# Records provided:
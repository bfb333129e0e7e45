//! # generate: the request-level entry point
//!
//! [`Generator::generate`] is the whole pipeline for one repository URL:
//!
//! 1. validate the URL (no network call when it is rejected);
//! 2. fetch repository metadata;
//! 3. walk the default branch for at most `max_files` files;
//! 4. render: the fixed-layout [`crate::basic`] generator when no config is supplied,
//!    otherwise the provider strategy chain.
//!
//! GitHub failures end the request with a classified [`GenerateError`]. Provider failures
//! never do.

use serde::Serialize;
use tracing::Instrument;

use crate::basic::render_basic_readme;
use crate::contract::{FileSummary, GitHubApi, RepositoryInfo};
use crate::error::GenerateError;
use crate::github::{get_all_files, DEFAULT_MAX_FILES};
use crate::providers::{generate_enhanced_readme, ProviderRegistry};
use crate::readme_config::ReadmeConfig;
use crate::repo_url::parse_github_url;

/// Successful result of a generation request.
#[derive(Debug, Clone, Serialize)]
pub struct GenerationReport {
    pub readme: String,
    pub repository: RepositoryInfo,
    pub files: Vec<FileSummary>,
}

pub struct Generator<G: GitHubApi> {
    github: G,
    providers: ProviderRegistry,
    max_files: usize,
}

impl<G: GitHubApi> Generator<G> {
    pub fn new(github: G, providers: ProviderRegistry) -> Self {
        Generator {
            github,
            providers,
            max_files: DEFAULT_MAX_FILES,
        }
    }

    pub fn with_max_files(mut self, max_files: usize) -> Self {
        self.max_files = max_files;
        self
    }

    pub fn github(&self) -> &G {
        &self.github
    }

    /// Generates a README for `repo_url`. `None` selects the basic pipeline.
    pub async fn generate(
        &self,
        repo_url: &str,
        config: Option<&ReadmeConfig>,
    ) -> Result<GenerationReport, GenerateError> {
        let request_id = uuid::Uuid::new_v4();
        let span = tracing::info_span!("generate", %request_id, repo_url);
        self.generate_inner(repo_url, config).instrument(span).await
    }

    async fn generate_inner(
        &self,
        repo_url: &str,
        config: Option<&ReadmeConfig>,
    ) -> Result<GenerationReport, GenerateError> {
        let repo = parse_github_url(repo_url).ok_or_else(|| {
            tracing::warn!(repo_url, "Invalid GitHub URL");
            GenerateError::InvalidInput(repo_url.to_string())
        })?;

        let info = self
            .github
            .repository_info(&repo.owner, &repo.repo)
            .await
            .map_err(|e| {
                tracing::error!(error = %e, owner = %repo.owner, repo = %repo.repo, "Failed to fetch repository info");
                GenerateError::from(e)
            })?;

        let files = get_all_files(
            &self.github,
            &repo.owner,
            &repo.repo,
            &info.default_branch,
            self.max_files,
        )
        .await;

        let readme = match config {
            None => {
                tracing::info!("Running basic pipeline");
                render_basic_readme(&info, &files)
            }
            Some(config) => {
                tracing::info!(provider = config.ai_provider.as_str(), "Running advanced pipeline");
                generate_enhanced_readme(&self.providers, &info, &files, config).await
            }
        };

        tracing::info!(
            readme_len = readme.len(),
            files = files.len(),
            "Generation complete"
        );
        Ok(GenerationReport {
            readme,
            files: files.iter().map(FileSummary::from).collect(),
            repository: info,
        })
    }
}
---
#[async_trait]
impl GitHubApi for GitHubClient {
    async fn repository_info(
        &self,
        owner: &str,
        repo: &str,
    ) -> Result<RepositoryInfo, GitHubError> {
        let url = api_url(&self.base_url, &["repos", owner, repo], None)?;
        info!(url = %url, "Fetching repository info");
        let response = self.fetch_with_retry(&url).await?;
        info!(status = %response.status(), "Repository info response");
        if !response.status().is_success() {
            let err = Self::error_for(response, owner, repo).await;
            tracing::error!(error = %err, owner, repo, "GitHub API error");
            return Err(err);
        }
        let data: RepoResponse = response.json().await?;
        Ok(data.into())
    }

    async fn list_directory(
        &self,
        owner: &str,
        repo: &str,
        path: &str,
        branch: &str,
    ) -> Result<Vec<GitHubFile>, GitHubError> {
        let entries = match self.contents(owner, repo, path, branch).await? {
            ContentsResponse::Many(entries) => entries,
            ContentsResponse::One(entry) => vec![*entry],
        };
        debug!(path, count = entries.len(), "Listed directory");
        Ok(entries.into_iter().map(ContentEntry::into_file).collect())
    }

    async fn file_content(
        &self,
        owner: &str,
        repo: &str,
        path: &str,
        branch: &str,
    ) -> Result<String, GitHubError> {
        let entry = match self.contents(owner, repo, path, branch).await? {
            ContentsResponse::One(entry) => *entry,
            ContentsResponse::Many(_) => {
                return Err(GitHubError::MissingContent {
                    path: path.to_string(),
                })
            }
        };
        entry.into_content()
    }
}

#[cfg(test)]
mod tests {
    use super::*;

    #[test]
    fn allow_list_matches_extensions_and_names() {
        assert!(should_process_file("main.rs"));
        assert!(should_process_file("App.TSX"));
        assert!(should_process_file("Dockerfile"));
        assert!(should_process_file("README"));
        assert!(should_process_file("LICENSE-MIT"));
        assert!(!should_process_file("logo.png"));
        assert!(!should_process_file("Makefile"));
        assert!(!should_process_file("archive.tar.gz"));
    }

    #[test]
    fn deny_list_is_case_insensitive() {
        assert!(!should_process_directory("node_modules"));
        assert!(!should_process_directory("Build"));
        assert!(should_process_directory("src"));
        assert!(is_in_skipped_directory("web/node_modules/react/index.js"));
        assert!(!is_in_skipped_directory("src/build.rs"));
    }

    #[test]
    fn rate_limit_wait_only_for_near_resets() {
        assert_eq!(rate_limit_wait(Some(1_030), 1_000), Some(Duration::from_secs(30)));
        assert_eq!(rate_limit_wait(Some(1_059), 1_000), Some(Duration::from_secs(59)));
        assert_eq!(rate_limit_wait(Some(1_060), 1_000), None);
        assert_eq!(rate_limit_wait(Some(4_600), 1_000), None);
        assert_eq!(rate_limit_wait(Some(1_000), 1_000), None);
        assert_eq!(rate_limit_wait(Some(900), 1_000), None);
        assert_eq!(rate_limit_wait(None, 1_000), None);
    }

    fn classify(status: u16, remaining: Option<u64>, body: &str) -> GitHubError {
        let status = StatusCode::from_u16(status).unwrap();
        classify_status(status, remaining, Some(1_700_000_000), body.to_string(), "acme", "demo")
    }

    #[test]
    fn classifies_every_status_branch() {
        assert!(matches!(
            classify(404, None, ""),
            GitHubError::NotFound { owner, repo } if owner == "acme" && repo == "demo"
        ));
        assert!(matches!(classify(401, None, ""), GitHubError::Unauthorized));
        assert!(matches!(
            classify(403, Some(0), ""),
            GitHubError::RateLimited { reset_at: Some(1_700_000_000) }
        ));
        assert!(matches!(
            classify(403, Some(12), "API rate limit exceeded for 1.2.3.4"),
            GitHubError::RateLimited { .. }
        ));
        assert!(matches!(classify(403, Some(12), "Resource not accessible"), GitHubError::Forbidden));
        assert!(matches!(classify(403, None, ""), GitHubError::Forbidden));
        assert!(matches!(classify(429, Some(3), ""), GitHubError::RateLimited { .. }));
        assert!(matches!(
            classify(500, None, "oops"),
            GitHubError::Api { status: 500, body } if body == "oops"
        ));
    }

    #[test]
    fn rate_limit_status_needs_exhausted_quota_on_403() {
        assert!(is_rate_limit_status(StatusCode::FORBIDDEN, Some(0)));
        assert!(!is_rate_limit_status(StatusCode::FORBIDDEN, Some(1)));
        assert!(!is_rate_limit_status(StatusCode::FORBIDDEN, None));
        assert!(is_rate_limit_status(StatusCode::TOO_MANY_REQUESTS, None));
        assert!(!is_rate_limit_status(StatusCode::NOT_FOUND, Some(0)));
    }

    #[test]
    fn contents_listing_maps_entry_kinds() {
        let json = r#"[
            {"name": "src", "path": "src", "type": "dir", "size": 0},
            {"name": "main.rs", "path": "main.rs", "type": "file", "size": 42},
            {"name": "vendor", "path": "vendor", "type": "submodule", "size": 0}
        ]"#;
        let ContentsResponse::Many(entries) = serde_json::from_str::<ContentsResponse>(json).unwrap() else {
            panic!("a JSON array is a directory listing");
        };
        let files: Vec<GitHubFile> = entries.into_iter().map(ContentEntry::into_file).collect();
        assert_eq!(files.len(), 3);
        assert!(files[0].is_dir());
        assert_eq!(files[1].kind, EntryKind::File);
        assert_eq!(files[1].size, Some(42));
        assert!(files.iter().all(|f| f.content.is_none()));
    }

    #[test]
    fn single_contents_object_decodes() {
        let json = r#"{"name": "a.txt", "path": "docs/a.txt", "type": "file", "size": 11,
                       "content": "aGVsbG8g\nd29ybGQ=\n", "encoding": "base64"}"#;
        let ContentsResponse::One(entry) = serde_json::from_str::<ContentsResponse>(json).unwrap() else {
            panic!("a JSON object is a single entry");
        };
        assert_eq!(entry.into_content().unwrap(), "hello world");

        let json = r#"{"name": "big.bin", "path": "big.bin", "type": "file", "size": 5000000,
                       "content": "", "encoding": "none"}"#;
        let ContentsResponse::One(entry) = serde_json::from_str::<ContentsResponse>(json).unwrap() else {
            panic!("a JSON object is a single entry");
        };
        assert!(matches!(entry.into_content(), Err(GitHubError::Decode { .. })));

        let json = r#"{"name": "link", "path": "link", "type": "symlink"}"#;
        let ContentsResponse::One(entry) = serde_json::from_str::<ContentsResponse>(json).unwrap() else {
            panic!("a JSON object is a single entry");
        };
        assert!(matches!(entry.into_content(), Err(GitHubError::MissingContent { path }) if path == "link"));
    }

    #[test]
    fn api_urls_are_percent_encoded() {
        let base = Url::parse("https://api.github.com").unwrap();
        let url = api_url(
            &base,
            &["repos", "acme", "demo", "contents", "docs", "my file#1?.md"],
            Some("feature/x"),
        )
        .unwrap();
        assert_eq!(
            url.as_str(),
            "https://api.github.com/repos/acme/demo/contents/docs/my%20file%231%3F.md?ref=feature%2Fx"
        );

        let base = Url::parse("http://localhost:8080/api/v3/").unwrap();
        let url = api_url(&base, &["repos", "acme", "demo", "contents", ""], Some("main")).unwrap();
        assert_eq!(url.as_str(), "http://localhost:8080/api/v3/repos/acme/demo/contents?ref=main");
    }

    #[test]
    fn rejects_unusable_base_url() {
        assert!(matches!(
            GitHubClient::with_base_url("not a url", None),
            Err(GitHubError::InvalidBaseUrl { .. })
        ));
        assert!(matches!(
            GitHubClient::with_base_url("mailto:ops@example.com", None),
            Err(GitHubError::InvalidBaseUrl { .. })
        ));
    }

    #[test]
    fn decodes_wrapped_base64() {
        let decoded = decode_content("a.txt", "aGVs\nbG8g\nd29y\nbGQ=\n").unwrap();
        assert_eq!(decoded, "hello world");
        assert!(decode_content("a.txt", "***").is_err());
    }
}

# Exercise brief:
Find and show each line of the listing with the word "Duration".

# Solved exercise:
        assert_eq!(rate_limit_wait(Some(1_030), 1_000), Some(Duration::from_secs(30)));
        assert_eq!(rate_limit_wait(Some(1_059), 1_000), Some(Duration::from_secs(59)));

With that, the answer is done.